И этого заурядного адвоката Февраль впоследствии сделал исторической фигурой в погроме России…
Мальчик Саша был усыновлен купцом Керенским – земляком семьи Ульяновых из приволжского города Симбирска.
Будущий главный персонаж февральской «демократической» революции, Саша Керенский учился в одной гимназии с Володей Ульяновым, назвавшимся впоследствии «вождем мирового пролетариата». А. Керенский умело расчищал дорогу В. Ульянову с его беспримерным в мировой истории правом на террор и беззаконие.
Дожив до глубокой старости, Керенский оставил после себя немало печатных трудов, статей, интервью, где запечатлел свое юркопомпезное умение наводить «историческую» тень на «плетень» своих злодеяний. Он, как и Ульянов (Ленин), умел заметать следы личных преступлений в деле разгрома великой Российской Империи. Однако нет-нет да и он, в силу своего фанфаронства и честолюбия, проговаривался – и потому его свидетельства очень важны для понимания русской трагедии 1917 года. И заставляет задуматься тот факт, что Сталин, чьи секретные службы действовали бесцеремонно и кроваво во всем мире, не тронул «заклятого врага большевиков», которых Керенский называл германскими шпионами.
В 1937 году опальный «Бонапарт российской демократии» разглагольствовал, что был якобы готов «мирно, в порядке демократической процедуры», передать власть большевикам. Более того – он собирался провести в жизнь все те мероприятия, которые пропагандировались большевиками. Вот слова самого Керенского: «В России глубочайший социальный переворот – раз и навсегда – случился не 25 октября, а 27 февраля.
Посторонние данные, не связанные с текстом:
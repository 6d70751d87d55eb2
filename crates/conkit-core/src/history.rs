//! Bounded command history with up/down browsing.

/// Default number of remembered lines
pub const DEFAULT_HISTORY_CAPACITY: usize = 100;

/// Fixed-capacity ring of submitted lines.
///
/// The browse offset is relative to the live line: 0 is the line being
/// edited, -1 the most recent entry, and so on. The live line is saved as a
/// draft when browsing starts and handed back when browsing returns to 0.
#[derive(Debug, Clone)]
pub struct HistoryBuffer {
    slots: Vec<String>,
    /// Total lines ever recorded
    write_index: usize,
    offset: isize,
    draft: String,
}

impl HistoryBuffer {
    /// Create an empty history. A zero capacity is raised to one slot.
    pub fn new(capacity: usize) -> Self {
        Self {
            slots: vec![String::new(); capacity.max(1)],
            write_index: 0,
            offset: 0,
            draft: String::new(),
        }
    }

    pub fn capacity(&self) -> usize {
        self.slots.len()
    }

    /// Number of entries currently retained
    pub fn len(&self) -> usize {
        self.write_index.min(self.capacity())
    }

    pub fn is_empty(&self) -> bool {
        self.write_index == 0
    }

    pub fn offset(&self) -> isize {
        self.offset
    }

    /// Whether an older entry is currently shown instead of the live line
    pub fn is_browsing(&self) -> bool {
        self.offset != 0
    }

    /// Append a submitted line. Empty lines are not stored.
    pub fn record(&mut self, line: &str) {
        if line.is_empty() {
            return;
        }
        let slot = self.write_index % self.capacity();
        self.slots[slot] = line.to_string();
        self.write_index += 1;
    }

    /// Step one entry back in time.
    ///
    /// `live` is the line currently being edited; it is kept as the draft
    /// when browsing starts. Returns `None` once the oldest retained entry is
    /// reached.
    pub fn recall_older(&mut self, live: &str) -> Option<&str> {
        let next = self.offset - 1;
        if next.unsigned_abs() > self.len() {
            return None;
        }
        if self.offset == 0 {
            self.draft = live.to_string();
        }
        self.offset = next;
        Some(self.slot_at_offset())
    }

    /// Step one entry forward; returns the saved draft when arriving back at
    /// the live line, `None` when already there.
    pub fn recall_newer(&mut self) -> Option<&str> {
        match self.offset {
            0 => None,
            -1 => {
                self.offset = 0;
                Some(&self.draft)
            }
            _ => {
                self.offset += 1;
                Some(self.slot_at_offset())
            }
        }
    }

    /// Return to the live line and forget the draft
    pub fn reset(&mut self) {
        self.offset = 0;
        self.draft.clear();
    }

    /// Retained entries, oldest first
    pub fn entries(&self) -> impl Iterator<Item = &str> + '_ {
        let start = self.write_index - self.len();
        (start..self.write_index).map(move |i| self.slots[i % self.capacity()].as_str())
    }

    fn slot_at_offset(&self) -> &str {
        debug_assert!(self.offset < 0);
        let index = self.write_index - self.offset.unsigned_abs();
        &self.slots[index % self.capacity()]
    }
}

impl Default for HistoryBuffer {
    fn default() -> Self {
        Self::new(DEFAULT_HISTORY_CAPACITY)
    }
}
Тогда вместе с гибелью монархии исчезли и владеющие классы как социально-решающая сила в государстве». Какое убийственное саморазоблачение!
И становится многое понятно, почему Керенский был назначен тайными силами Председателем объединенных лож Большого Востока народов России. Общеизвестно, что Большой Восток Франции подготовил и осуществил Французскую революцию. Компетентные историки подтверждают, что многие большевики также входили в эту ложу: Ленин, Луначарский, Горький, Бухарин и другие.